--- Data provided Enclosed Below ---
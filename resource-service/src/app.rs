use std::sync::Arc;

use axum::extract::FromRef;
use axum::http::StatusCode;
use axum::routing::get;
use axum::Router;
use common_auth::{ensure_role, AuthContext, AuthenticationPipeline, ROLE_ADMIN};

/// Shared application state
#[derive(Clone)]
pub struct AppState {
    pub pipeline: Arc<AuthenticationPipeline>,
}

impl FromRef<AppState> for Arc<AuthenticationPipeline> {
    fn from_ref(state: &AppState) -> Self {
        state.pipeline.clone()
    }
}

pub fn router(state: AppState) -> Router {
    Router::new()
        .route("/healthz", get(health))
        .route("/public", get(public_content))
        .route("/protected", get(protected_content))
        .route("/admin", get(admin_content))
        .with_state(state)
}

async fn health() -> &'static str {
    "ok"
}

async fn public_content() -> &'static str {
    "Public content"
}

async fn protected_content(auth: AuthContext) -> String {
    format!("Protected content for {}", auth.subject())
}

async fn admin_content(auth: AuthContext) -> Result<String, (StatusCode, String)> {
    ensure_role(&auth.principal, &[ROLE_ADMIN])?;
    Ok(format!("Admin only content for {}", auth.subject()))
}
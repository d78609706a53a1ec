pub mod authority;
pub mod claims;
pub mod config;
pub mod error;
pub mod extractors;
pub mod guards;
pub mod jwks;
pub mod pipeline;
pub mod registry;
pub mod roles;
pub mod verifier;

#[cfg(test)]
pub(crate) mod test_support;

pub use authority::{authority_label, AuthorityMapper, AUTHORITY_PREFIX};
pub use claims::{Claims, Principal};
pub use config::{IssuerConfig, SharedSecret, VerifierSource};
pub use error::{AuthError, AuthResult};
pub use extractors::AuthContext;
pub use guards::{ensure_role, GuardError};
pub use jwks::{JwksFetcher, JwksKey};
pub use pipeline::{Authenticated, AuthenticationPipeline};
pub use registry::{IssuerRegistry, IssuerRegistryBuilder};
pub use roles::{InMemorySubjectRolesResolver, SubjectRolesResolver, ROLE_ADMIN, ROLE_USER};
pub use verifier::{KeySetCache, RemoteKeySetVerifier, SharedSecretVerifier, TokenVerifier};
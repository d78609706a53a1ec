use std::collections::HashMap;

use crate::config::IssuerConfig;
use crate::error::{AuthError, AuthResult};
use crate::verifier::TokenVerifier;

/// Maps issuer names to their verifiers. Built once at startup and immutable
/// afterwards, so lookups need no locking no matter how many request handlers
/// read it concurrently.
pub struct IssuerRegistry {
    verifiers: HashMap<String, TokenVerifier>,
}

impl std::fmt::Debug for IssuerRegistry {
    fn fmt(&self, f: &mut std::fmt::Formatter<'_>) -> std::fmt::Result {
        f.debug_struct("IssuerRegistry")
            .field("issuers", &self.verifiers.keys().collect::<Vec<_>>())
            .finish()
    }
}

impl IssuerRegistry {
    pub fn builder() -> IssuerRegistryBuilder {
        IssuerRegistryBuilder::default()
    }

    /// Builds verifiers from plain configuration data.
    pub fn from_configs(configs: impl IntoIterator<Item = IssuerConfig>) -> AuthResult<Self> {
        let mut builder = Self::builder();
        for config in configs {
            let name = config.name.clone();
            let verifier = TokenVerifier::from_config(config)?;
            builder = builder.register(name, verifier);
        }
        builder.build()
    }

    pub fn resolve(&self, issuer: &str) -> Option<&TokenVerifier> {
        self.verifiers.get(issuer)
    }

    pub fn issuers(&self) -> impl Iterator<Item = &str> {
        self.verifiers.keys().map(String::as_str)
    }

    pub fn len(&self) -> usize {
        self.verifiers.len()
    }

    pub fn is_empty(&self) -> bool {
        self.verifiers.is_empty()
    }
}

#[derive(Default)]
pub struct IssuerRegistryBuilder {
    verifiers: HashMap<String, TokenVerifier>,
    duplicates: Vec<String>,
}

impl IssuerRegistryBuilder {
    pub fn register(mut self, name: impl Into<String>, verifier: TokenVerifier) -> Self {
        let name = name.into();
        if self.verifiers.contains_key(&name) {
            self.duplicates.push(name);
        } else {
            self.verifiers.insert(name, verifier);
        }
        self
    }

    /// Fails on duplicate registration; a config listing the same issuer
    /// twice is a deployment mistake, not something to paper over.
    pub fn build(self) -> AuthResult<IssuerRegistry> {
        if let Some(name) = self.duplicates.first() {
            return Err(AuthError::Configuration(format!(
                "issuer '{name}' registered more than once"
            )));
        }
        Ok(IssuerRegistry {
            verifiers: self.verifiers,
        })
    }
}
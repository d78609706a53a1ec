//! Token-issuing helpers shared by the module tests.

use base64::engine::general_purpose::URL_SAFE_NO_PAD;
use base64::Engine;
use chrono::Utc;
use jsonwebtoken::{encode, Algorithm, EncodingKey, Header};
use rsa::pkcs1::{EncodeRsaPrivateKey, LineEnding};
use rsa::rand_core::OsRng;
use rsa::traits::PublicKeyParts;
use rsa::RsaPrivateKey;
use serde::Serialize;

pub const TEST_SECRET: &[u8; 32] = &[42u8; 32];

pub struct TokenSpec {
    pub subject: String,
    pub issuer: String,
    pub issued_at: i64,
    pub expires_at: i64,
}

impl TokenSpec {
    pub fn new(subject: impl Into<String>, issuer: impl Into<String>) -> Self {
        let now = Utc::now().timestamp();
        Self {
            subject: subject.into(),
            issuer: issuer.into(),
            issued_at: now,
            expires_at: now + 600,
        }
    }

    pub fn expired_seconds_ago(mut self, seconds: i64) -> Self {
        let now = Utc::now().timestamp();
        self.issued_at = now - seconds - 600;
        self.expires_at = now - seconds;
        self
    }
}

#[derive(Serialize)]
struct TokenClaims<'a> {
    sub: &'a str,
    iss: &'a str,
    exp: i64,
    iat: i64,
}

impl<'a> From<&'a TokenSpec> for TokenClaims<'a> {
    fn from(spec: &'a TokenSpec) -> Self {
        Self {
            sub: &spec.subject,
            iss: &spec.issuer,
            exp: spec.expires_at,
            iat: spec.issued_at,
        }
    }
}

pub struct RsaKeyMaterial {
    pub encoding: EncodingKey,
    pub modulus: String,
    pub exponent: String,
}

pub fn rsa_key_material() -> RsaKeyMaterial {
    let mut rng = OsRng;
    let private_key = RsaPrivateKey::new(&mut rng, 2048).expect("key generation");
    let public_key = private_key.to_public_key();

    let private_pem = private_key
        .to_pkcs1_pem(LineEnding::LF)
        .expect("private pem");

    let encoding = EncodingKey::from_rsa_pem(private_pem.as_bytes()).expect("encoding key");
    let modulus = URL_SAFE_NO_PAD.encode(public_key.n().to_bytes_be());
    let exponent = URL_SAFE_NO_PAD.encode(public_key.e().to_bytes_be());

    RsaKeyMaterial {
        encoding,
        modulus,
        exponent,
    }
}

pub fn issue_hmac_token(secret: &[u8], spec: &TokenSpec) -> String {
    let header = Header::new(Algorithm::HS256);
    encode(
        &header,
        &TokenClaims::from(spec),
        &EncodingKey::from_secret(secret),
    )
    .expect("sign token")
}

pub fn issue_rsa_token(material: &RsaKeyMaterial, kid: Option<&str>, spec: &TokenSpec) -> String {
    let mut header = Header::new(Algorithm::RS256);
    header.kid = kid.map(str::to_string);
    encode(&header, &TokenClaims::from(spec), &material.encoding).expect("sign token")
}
--- End of Enclosed Data provided ---
* [What needs to be done]: Could you set down, word for word, only the lines above from the line with "pub(crate) mod test_support;" to the line with "plain configuration data.", including both?

* [Answer section]:
pub(crate) mod test_support;

pub use authority::{authority_label, AuthorityMapper, AUTHORITY_PREFIX};
pub use claims::{Claims, Principal};
pub use config::{IssuerConfig, SharedSecret, VerifierSource};
pub use error::{AuthError, AuthResult};
pub use extractors::AuthContext;
pub use guards::{ensure_role, GuardError};
pub use jwks::{JwksFetcher, JwksKey};
pub use pipeline::{Authenticated, AuthenticationPipeline};
pub use registry::{IssuerRegistry, IssuerRegistryBuilder};
pub use roles::{InMemorySubjectRolesResolver, SubjectRolesResolver, ROLE_ADMIN, ROLE_USER};
pub use verifier::{KeySetCache, RemoteKeySetVerifier, SharedSecretVerifier, TokenVerifier};
repository d78609706a53a1ec
use std::collections::HashMap;

use crate::config::IssuerConfig;
use crate::error::{AuthError, AuthResult};
use crate::verifier::TokenVerifier;

/// Maps issuer names to their verifiers. Built once at startup and immutable
/// afterwards, so lookups need no locking no matter how many request handlers
/// read it concurrently.
pub struct IssuerRegistry {
    verifiers: HashMap<String, TokenVerifier>,
}

impl std::fmt::Debug for IssuerRegistry {
    fn fmt(&self, f: &mut std::fmt::Formatter<'_>) -> std::fmt::Result {
        f.debug_struct("IssuerRegistry")
            .field("issuers", &self.verifiers.keys().collect::<Vec<_>>())
            .finish()
    }
}

impl IssuerRegistry {
    pub fn builder() -> IssuerRegistryBuilder {
        IssuerRegistryBuilder::default()
    }

    /// Builds verifiers from plain configuration data.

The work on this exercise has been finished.